Background Sex differences in the function and morphology of the human placenta can lead to sex differences in pregnancy outcomes. X chromosome inactivation (XCI) is the primary mechanism for dosage compensation between the sexes, and is strongly associated with X-chromosome promoter DNA methylation (DNAme) in somatic cells. However, in the placenta, low X-chromosome promoter DNAme has been reported. The placenta is a complex organ consisting of cells of different developmental origins, but the sex differences in DNAme by specific cell types have not been investigated. Methods We examined sex-influenced DNAme from 18-19 samples each of endothelial, stromal, cytotrophoblast and Hofbauer cells, sorted from term placentas, as well as matched whole chorionic villi.

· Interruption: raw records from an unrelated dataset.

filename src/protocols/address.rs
//! Address gossip (31402).

use std::sync::Arc;

use tracing::debug;

use crate::channel::Channel;
use crate::message::Message;
use crate::p2p::NetContext;
use crate::protocols::Protocol;
use crate::subscriber::Subscription;
use crate::types::NetworkAddress;

/// Steady-state address exchange: announce self, request peers, store
/// what arrives. Blacklist enforcement happens at the store hook, not
/// here.
///
/// Constructing the protocol subscribes it; spawn `run` promptly.
pub(crate) struct AddressProtocol {
    channel: Arc<Channel>,
    context: Arc<NetContext>,
    address_rx: Option<Subscription<Vec<NetworkAddress>>>,
    get_address_rx: Option<Subscription<()>>,
}

impl Protocol for AddressProtocol {
    const NAME: &'static str = "address";

    fn channel(&self) -> &Arc<Channel> {
        &self.channel
    }
}

impl AddressProtocol {
    pub fn new(context: Arc<NetContext>, channel: Arc<Channel>) -> Self {
        // Without a pool we neither ask for addresses nor handle them.
        let pooled = context.config.host_pool_capacity != 0;
        let address_rx = pooled.then(|| channel.topics().address.subscribe());
        let get_address_rx = pooled.then(|| channel.topics().get_address.subscribe());

        Self {
            channel,
            context,
            address_rx,
            get_address_rx,
        }
    }

    fn self_announcement(&self) -> Option<Vec<NetworkAddress>> {
        let config = &self.context.config;
        (config.self_address.port != 0)
            .then(|| vec![config.self_address.to_network_address(config.services)])
    }

    pub async fn run(mut self) {
        self.log_attach();

        let announcement = self.self_announcement();

        if let Some(addresses) = &announcement {
            if self
                .channel
                .send(Message::Address(addresses.clone()))
                .await
                .is_err()
            {
                return;
            }
        }

        let (Some(mut address_rx), Some(mut get_address_rx)) =
            (self.address_rx.take(), self.get_address_rx.take())
        else {
            return;
        };

        if self.channel.send(Message::GetAddress).await.is_err() {
            return;
        }

        loop {
            tokio::select! {
                _ = self.channel.stopped() => return,
                addresses = address_rx.recv() => {
                    let Ok(addresses) = addresses else { return };
                    debug!(
                        authority = %self.channel.authority(),
                        count = addresses.len(),
                        "storing gossiped addresses"
                    );
                    self.context.store_addresses(addresses);
                }
                request = get_address_rx.recv() => {
                    if request.is_err() {
                        return;
                    }
                    if let Some(addresses) = &announcement {
                        debug!(
                            authority = %self.channel.authority(),
                            "answering getaddr with self"
                        );
                        if self
                            .channel
                            .send(Message::Address(addresses.clone()))
                            .await
                            .is_err()
                        {
                            return;
                        }
                    }
                }
            }
        }
    }
}
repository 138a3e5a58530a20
mod helpers;
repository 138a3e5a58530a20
//! src/subscribe.rs
use crate::channels::{BackendClient, RelayClient};
use crate::configuration::Settings;
use crate::domain::SubscriptionRequest;

/// Where the last submission ended up. The display collaborator keys its
/// rendering on this value and must keep the submit trigger disabled while
/// it reads `Sending`.
#[derive(Debug, Clone, Copy, PartialEq, Eq)]
pub enum SubmissionStatus {
    Idle,
    Sending,
    Success,
    Error,
    Invalid,
}

impl SubmissionStatus {
    pub fn as_str(&self) -> &'static str {
        match self {
            SubmissionStatus::Idle => "idle",
            SubmissionStatus::Sending => "sending",
            SubmissionStatus::Success => "success",
            SubmissionStatus::Error => "error",
            SubmissionStatus::Invalid => "invalid",
        }
    }

    /// The fixed copy shown under the form. `Idle` renders nothing.
    pub fn message(&self) -> Option<&'static str> {
        match self {
            SubmissionStatus::Idle => None,
            SubmissionStatus::Sending => Some("Sending…"),
            SubmissionStatus::Success => {
                Some("Thanks, you are subscribed to our update newsletter.")
            }
            SubmissionStatus::Error => Some("Something went wrong. Try again later."),
            SubmissionStatus::Invalid => Some("Please enter a valid email."),
        }
    }
}

impl std::fmt::Display for SubmissionStatus {
    fn fmt(&self, f: &mut std::fmt::Formatter<'_>) -> std::fmt::Result {
        write!(f, "{}", self.as_str())
    }
}

/// Owns the submission lifecycle of the signup form: validate the address,
/// attempt every configured delivery channel, report one aggregated status.
///
/// One controller instance handles one submission at a time; it holds no
/// lock, so overlap prevention is the caller's job (disable the trigger
/// while [`SubscribeController::status`] reads `Sending`).
pub struct SubscribeController {
    relay: Option<RelayClient>,
    backend: Option<BackendClient>,
    status: SubmissionStatus,
}

impl SubscribeController {
    pub fn new(settings: Settings) -> Self {
        Self {
            relay: settings.relay.map(RelayClient::from),
            backend: settings.backend.map(BackendClient::from),
            status: SubmissionStatus::Idle,
        }
    }

    pub fn status(&self) -> SubmissionStatus {
        self.status
    }

    /// Run one submission to completion.
    ///
    /// Invalid input returns [`SubmissionStatus::Invalid`] without any
    /// network activity. Otherwise both configured channels are attempted
    /// in order, each to completion, with no short-circuit after the first
    /// success; one delivered copy is enough for
    /// [`SubmissionStatus::Success`]. Channel faults never escape this
    /// method. A deployment with no channel configured still reports
    /// `Error`, since no delivery was recorded.
    ///
    /// On `Success` the caller is expected to clear its input field.
    #[tracing::instrument(
        name = "Handling a signup submission",
        skip(self),
        fields(subscriber_email = %raw_email)
    )]
    pub async fn submit(&mut self, raw_email: &str) -> SubmissionStatus {
        let request = match SubscriptionRequest::parse(raw_email) {
            Ok(request) => request,
            Err(e) => {
                tracing::warn!("rejecting submission: {}", e);
                self.status = SubmissionStatus::Invalid;
                return self.status;
            }
        };

        self.status = SubmissionStatus::Sending;

        let mut delivered = false;

        match &self.relay {
            Some(relay) => match relay.send(&request.email).await {
                Ok(()) => delivered = true,
                Err(e) => tracing::error!("relay delivery failed: {:#?}", e),
            },
            None => tracing::info!("no relay configured, skipping"),
        }

        // The backend is attempted even when the relay already delivered;
        // it is the channel that actually records the subscriber.
        match &self.backend {
            Some(backend) => match backend.subscribe(&request.email).await {
                Ok(()) => delivered = true,
                Err(e) => tracing::error!("backend delivery failed: {:#?}", e),
            },
            None => tracing::info!("no backend configured, skipping"),
        }

        self.status = if delivered {
            SubmissionStatus::Success
        } else {
            SubmissionStatus::Error
        };
        self.status
    }
}
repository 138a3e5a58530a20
//! tests/api/helpers.rs

use once_cell::sync::Lazy;
use secrecy::Secret;
use signup::configuration::{BackendSettings, RelaySettings, Settings};
use signup::subscribe::SubscribeController;
use signup::telemetry::{get_subscriber, init_subscriber};
use wiremock::matchers::any;
use wiremock::{Mock, MockServer, ResponseTemplate};

static TRACING: Lazy<()> = Lazy::new(|| {
    let default_filter_level = "info".to_string();
    let subscriber_name = "test".to_string();

    // Set TEST_LOG=true to see logs during tests
    // Use bunyan to format the logs nicely:
    // $ TEST_LOG=true cargo test | bunyan
    if std::env::var("TEST_LOG").is_ok() {
        let subscriber = get_subscriber(subscriber_name, default_filter_level, std::io::stdout);
        init_subscriber(subscriber);
    } else {
        let subscriber = get_subscriber(subscriber_name, default_filter_level, std::io::sink);
        init_subscriber(subscriber);
    };
});

pub struct Test {
    pub relay_server: MockServer,
    pub backend_server: MockServer,
    pub controller: SubscribeController,
}

/// Spin up one mock server per channel and wire a controller to the
/// requested subset of them. Unconfigured channels keep their server
/// around so the tests can assert it was never called.
pub async fn setup(with_relay: bool, with_backend: bool) -> Test {
    Lazy::force(&TRACING);

    let relay_server = MockServer::start().await;
    let backend_server = MockServer::start().await;

    let settings = Settings {
        relay: with_relay.then(|| RelaySettings {
            service_id: "service_test".to_string(),
            template_id: "template_test".to_string(),
            public_key: Secret::new("public-key-test".to_string()),
            api_url: relay_server.uri(),
        }),
        backend: with_backend.then(|| BackendSettings {
            base_url: backend_server.uri(),
        }),
    };

    Test {
        controller: SubscribeController::new(settings),
        relay_server,
        backend_server,
    }
}

/// Fail the test if any request reaches the given server.
pub async fn expect_no_requests(server: &MockServer) {
    Mock::given(any())
        .respond_with(ResponseTemplate::new(200))
        .expect(0)
        .mount(server)
        .await;
}

/// The email address the relay was asked to render, pulled out of the one
/// captured request body.
pub async fn relay_recipient(server: &MockServer) -> String {
    let requests = server.received_requests().await.unwrap();
    let request = if requests.len() == 1 {
        &requests[0]
    } else {
        panic!(
            "Expected 1 relay request but instead {} were sent.",
            requests.len()
        );
    };

    let body: serde_json::Value =
        serde_json::from_slice(&request.body).expect("Failed to parse relay request body");

    body["template_params"]["user_email"]
        .as_str()
        .expect("Relay request body carried no user_email")
        .to_string()
}
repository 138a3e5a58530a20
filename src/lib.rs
pub mod channels;
pub mod configuration;
pub mod domain;
pub mod subscribe;
pub mod telemetry;
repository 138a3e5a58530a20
//! src/channels/relay.rs
use reqwest::Client;
use reqwest::StatusCode;
use secrecy::{ExposeSecret, Secret};
use serde::Serialize;

use crate::configuration::RelaySettings;
use crate::domain::Email;

#[derive(thiserror::Error, Debug)]
pub enum Error {
    #[error("relay request failed")]
    Transport(#[from] reqwest::Error),
    #[error("relay answered with status {0}")]
    UnexpectedStatus(StatusCode),
}

#[derive(Debug, Serialize)]
struct SendRequest<'a> {
    service_id: &'a str,
    template_id: &'a str,
    user_id: &'a str,
    template_params: TemplateParams<'a>,
}

#[derive(Debug, Serialize)]
struct TemplateParams<'a> {
    user_email: &'a str,
}

/// Client for the transactional-email relay the signup form talks to
/// directly. The relay renders the template identified by `template_id`
/// within the account's `service_id`, and authenticates requests with the
/// account's public key, carried in the request body as `user_id`.
#[derive(Debug)]
pub struct RelayClient {
    http_client: Client,
    api_url: String,
    service_id: String,
    template_id: String,
    public_key: Secret<String>,
}

impl From<RelaySettings> for RelayClient {
    fn from(settings: RelaySettings) -> Self {
        Self {
            http_client: Client::new(),
            api_url: settings.api_url,
            service_id: settings.service_id,
            template_id: settings.template_id,
            public_key: settings.public_key,
        }
    }
}

impl RelayClient {
    /// The relay reports a delivered email with a bare 200; anything else
    /// counts as a failed delivery, 2xx or not.
    #[tracing::instrument(name = "Sending email through the relay", skip(self))]
    pub async fn send(&self, email: &Email) -> Result<(), Error> {
        let body = SendRequest {
            service_id: &self.service_id,
            template_id: &self.template_id,
            user_id: self.public_key.expose_secret(),
            template_params: TemplateParams {
                user_email: email.as_ref(),
            },
        };

        let response = self
            .http_client
            .post(&self.api_url)
            .header("content-type", "application/json")
            .json(&body)
            .send()
            .await?;

        match response.status() {
            StatusCode::OK => Ok(()),
            status => Err(Error::UnexpectedStatus(status)),
        }
    }
}
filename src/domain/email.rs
//! src/domain/email.rs
use serde::{Deserialize, Serialize};

#[derive(thiserror::Error, Debug)]
pub enum Error {
    #[error("Empty email")]
    Empty,
    #[error("{0}")]
    Invalid(String),
}

#[derive(Debug, Clone, Deserialize, Serialize)]
pub struct Email(String);

impl Email {
    /// Leading and trailing whitespace is trimmed before validation, so the
    /// stored value is exactly what goes on the wire.
    pub fn parse(s: String) -> Result<Self, Error> {
        let s = s.trim();

        if s.is_empty() {
            return Err(Error::Empty);
        }

        if is_email_shaped(s) {
            Ok(Self(s.to_string()))
        } else {
            Err(Error::Invalid(format!("Invalid email: {}", s)))
        }
    }
}

/// The permissive check the signup form has always used: something@something
/// with a dot somewhere after the `@`, no whitespace anywhere, nothing more.
/// Stricter validation is left to the delivery services.
fn is_email_shaped(s: &str) -> bool {
    if s.contains(char::is_whitespace) || s.matches('@').count() != 1 {
        return false;
    }

    let (local, domain) = match s.split_once('@') {
        Some(parts) => parts,
        None => return false,
    };

    // The dot must have at least one character on each side.
    !local.is_empty()
        && domain
            .match_indices('.')
            .any(|(i, _)| i > 0 && i < domain.len() - 1)
}

impl AsRef<str> for Email {
    fn as_ref(&self) -> &str {
        &self.0
    }
}

impl std::fmt::Display for Email {
    fn fmt(&self, f: &mut std::fmt::Formatter<'_>) -> std::fmt::Result {
        write!(f, "{}", self.as_ref())
    }
}
//! src/channels/backend.rs
use reqwest::Client;
use reqwest::StatusCode;
use serde::Serialize;

use crate::configuration::BackendSettings;
use crate::domain::Email;

#[derive(thiserror::Error, Debug)]
pub enum Error {
    #[error("backend request failed")]
    Transport(#[from] reqwest::Error),
    #[error("backend answered with status {0}")]
    UnexpectedStatus(StatusCode),
}

#[derive(Debug, Serialize)]
struct SubscribeBody<'a> {
    email: &'a str,
}

/// Client for the subscription endpoint of our own backend.
#[derive(Debug)]
pub struct BackendClient {
    http_client: Client,
    base_url: String,
}

impl From<BackendSettings> for BackendClient {
    fn from(settings: BackendSettings) -> Self {
        Self {
            http_client: Client::new(),
            base_url: settings.base_url,
        }
    }
}

impl BackendClient {
    /// Any 2xx answer counts as a recorded subscription. A non-2xx answer
    /// may carry a JSON error payload; it is logged when present and
    /// ignored when it cannot be parsed.
    #[tracing::instrument(name = "Posting subscription to the backend", skip(self))]
    pub async fn subscribe(&self, email: &Email) -> Result<(), Error> {
        let response = self
            .http_client
            .post(format!("{}/api/subscribe", self.base_url))
            .header("content-type", "application/json")
            .json(&SubscribeBody {
                email: email.as_ref(),
            })
            .send()
            .await?;

        let status = response.status();
        if status.is_success() {
            return Ok(());
        }

        let payload = response
            .json::<serde_json::Value>()
            .await
            .unwrap_or_default();
        tracing::error!("backend rejected the subscription ({}): {}", status, payload);

        Err(Error::UnexpectedStatus(status))
    }
}
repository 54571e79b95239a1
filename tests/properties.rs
//! Property-based coverage for the ten laws named in §8. Example-based
//! coverage for properties 8 and 9 already lives in
//! `src/jit/mod.rs`'s inline tests; these generalize across the full
//! input space with `proptest`.

use proptest::prelude::*;

use mos6502_jit::cpu::Register;
use mos6502_jit::ir::Flag;
use mos6502_jit::jit::{Dispatcher, JitCacheConfig};
use mos6502_jit::test_utils::build_hal_with_program;
use mos6502_jit::Hal;

fn run(program: &[u8]) -> Hal {
    let mut hal = build_hal_with_program(program, 0x8000, 0x8000);
    Dispatcher::new(JitCacheConfig::default())
        .run_method(0x8000, &mut hal)
        .unwrap();
    hal
}

fn run_with(program: &[u8], setup: impl FnOnce(&mut Hal)) -> Hal {
    let mut hal = build_hal_with_program(program, 0x8000, 0x8000);
    setup(&mut hal);
    Dispatcher::new(JitCacheConfig::default())
        .run_method(0x8000, &mut hal)
        .unwrap();
    hal
}

proptest! {
    // 1. Flag-byte round-trip: every byte, materialized with Unused forced to 1.
    #[test]
    fn prop_flag_byte_round_trip(b in any::<u8>()) {
        let mut hal = build_hal_with_program(&[], 0x8000, 0x8000);
        hal.set_processor_status(b);
        prop_assert_eq!(hal.processor_status(), b | 0x20);
    }

    // 2. Register arithmetic wraparound: INX/INY/DEX/DEY.
    #[test]
    fn prop_inx_wraparound(v in any::<u8>()) {
        let hal = run_with(&[0xE8, 0x60], |h| h.set_register(Register::X, v));
        let expected = v.wrapping_add(1);
        prop_assert_eq!(hal.register(Register::X), expected);
        prop_assert_eq!(hal.flag(Flag::Zero), expected == 0);
        prop_assert_eq!(hal.flag(Flag::Negative), (expected & 0x80) != 0);
    }

    #[test]
    fn prop_dey_wraparound(v in any::<u8>()) {
        let hal = run_with(&[0x88, 0x60], |h| h.set_register(Register::Y, v));
        let expected = v.wrapping_sub(1);
        prop_assert_eq!(hal.register(Register::Y), expected);
        prop_assert_eq!(hal.flag(Flag::Zero), expected == 0);
        prop_assert_eq!(hal.flag(Flag::Negative), (expected & 0x80) != 0);
    }

    // INC/DEC on a memory operand.
    #[test]
    fn prop_inc_memory_wraparound(v in any::<u8>()) {
        let hal = run_with(&[0xE6, 0x10, 0x60], |h| h.write_memory(0x0010, v));
        let expected = v.wrapping_add(1);
        prop_assert_eq!(hal.read_memory(0x0010), expected);
        prop_assert_eq!(hal.flag(Flag::Zero), expected == 0);
        prop_assert_eq!(hal.flag(Flag::Negative), (expected & 0x80) != 0);
    }

    // 3. ADC overflow law.
    #[test]
    fn prop_adc_overflow_law(a in any::<u8>(), m in any::<u8>(), c in any::<bool>()) {
        let hal = run_with(&[0x69, m, 0x60], |h| {
            h.set_register(Register::A, a);
            h.set_flag(Flag::Carry, c);
        });
        let sum = a as u16 + m as u16 + c as u16;
        let result = (sum & 0xFF) as u8;
        let expected_carry = sum > 0xFF;
        let expected_overflow = ((a ^ result) & (m ^ result) & 0x80) != 0;
        prop_assert_eq!(hal.register(Register::A), result);
        prop_assert_eq!(hal.flag(Flag::Carry), expected_carry);
        prop_assert_eq!(hal.flag(Flag::Overflow), expected_overflow);
    }

    // 4. SBC overflow law.
    #[test]
    fn prop_sbc_overflow_law(a in any::<u8>(), m in any::<u8>(), c in any::<bool>()) {
        let hal = run_with(&[0xE9, m, 0x60], |h| {
            h.set_register(Register::A, a);
            h.set_flag(Flag::Carry, c);
        });
        let borrow_in: i32 = if c { 0 } else { 1 };
        let diff = a as i32 - m as i32 - borrow_in;
        let result = (diff & 0xFF) as u8;
        let expected_carry = diff >= 0;
        let expected_overflow = ((result ^ a) & (result ^ !m) & 0x80) != 0;
        prop_assert_eq!(hal.register(Register::A), result);
        prop_assert_eq!(hal.flag(Flag::Carry), expected_carry);
        prop_assert_eq!(hal.flag(Flag::Overflow), expected_overflow);
    }

    // 5. Shift/rotate Carry law.
    #[test]
    fn prop_asl_carry_is_pre_shift_bit7(v in any::<u8>()) {
        let hal = run_with(&[0x0A, 0x60], |h| h.set_register(Register::A, v));
        prop_assert_eq!(hal.flag(Flag::Carry), (v & 0x80) != 0);
    }

    #[test]
    fn prop_lsr_negative_always_false(v in any::<u8>()) {
        let hal = run_with(&[0x4A, 0x60], |h| h.set_register(Register::A, v));
        prop_assert!(!hal.flag(Flag::Negative));
    }

    #[test]
    fn prop_rol_populates_bit0_from_carry(v in any::<u8>(), c in any::<bool>()) {
        let hal = run_with(&[0x2A, 0x60], |h| {
            h.set_register(Register::A, v);
            h.set_flag(Flag::Carry, c);
        });
        prop_assert_eq!(hal.register(Register::A) & 0x01 != 0, c);
    }

    #[test]
    fn prop_ror_populates_bit7_from_carry(v in any::<u8>(), c in any::<bool>()) {
        let hal = run_with(&[0x6A, 0x60], |h| {
            h.set_register(Register::A, v);
            h.set_flag(Flag::Carry, c);
        });
        prop_assert_eq!(hal.register(Register::A) & 0x80 != 0, c);
    }

    // 6. BIT preserves A.
    #[test]
    fn prop_bit_preserves_accumulator(a in any::<u8>(), m in any::<u8>()) {
        let hal = run_with(&[0x24, 0x10, 0x60], |h| {
            h.set_register(Register::A, a);
            h.write_memory(0x0010, m);
        });
        prop_assert_eq!(hal.register(Register::A), a);
        prop_assert_eq!(hal.flag(Flag::Negative), (m & 0x80) != 0);
        prop_assert_eq!(hal.flag(Flag::Overflow), (m & 0x40) != 0);
        prop_assert_eq!(hal.flag(Flag::Zero), (a & m) == 0);
    }

    // 1 (continued). PHP's push must force Break and Unused to 1 (spec
    // §4.F), exercised through an actual push rather than through
    // `set_processor_status`/`processor_status` directly.
    #[test]
    fn prop_php_forces_break_and_unused_bits(status in any::<u8>()) {
        let mut hal = run_with(&[0x08, 0x60], |h| h.set_processor_status(status));
        let pushed = hal.pop().unwrap();
        prop_assert_eq!(pushed, status | 0x30);
    }

    // 7. TXS neutrality.
    #[test]
    fn prop_txs_neutrality(x in any::<u8>(), status in any::<u8>()) {
        let hal = run_with(&[0x9A, 0x60], |h| {
            h.set_register(Register::X, x);
            h.set_processor_status(status);
        });
        prop_assert_eq!(hal.sp(), x);
        prop_assert_eq!(hal.processor_status(), status | 0x20);
    }

    // 10. Indirect (zp,X) wraparound: pointer high byte read from 0x00, not 0x100.
    #[test]
    fn prop_indexed_indirect_pointer_wraps_within_zero_page(
        base in any::<u8>(), x in any::<u8>(), lo in any::<u8>(), hi in any::<u8>()
    ) {
        prop_assume!(base.wrapping_add(x) == 0xFF);
        let target = ((hi as u16) << 8) | lo as u16;
        prop_assume!(target != 0x00FF && target != 0x0000);
        prop_assume!(!(0x8000..=0x8002).contains(&target));

        let hal = run_with(&[0xA1, base, 0x60], |h| {
            h.set_register(Register::X, x);
            h.write_memory(target, 0x42);
            h.write_memory(0x00FF, lo);
            h.write_memory(0x0000, hi);
        });
        prop_assert_eq!(hal.register(Register::A), 0x42);
    }
}

#[test]
fn brk_persists_interrupt_disable_and_break_flags() {
    // main @ 0x8000: BRK ; RTS     handler @ 0x9000 (via the $FFFE vector): RTS
    let mut hal = build_hal_with_program(&[0x00, 0x60], 0x8000, 0x8000);
    hal.write_memory(0x9000, 0x60);
    hal.write_memory(0xFFFE, 0x00);
    hal.write_memory(0xFFFF, 0x90);
    hal.set_flag(Flag::InterruptDisable, false);
    hal.set_flag(Flag::BFlag, false);

    Dispatcher::new(JitCacheConfig::default())
        .run_method(0x8000, &mut hal)
        .unwrap();

    assert!(hal.flag(Flag::InterruptDisable));
    assert!(hal.flag(Flag::BFlag));
}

We also compared these profiles with data from 65 endothelial cell samples from placental chorionic plate arteries and veins (XX=16, XY=13) and umbilical cord veins (XX=22, XY=14). All data were derived from Illumina Infinium HumanMethylation450 or EPIC DNAme arrays. Sex-stratified analyses of the X/Y and autosomal DNAme were undertaken to identify DNAme differences associated with sex chromosome complement. Results The DNAme distribution on the X-chromosome differed by cell type in a manner that reflected differing developmental origins. Three distinct patterns were observed in XX placental cells reflecting origins from extraembryonic mesoderm (endothelial/stromal), trophectoderm (cytotrophoblast) and epiblast (Hofbauer cells), the latter of which shared a similar distribution with blood and umbilical endothelial cells. Interestingly, the typical XCI-associated DNAme at promoter CpG islands (CGI) on the X-chromosome of XX cells was absent for endothelial/stromal cells and present only at low levels in trophoblasts, suggesting that de novo establishment of promoter-CGI DNAme on the X-chromosome may differ by the developmental origins of each cell type. Y-chromosome DNAme also varied by cell type. Conclusion The lack of promoter DNAme in extraembryonic mesoderm-derived cells (endothelial/stromal) suggests a distinct developmentalorigin of these populations relative to the other placental and umbilical cell types. Autosomal DNAme also showed cell-type differences consistent with a common developmental origin of endothelial/stromal cells distinct from other placental cell types. This work suggests the effects of sex chromosome complement on pregnancy outcomes may differ by placental cell type.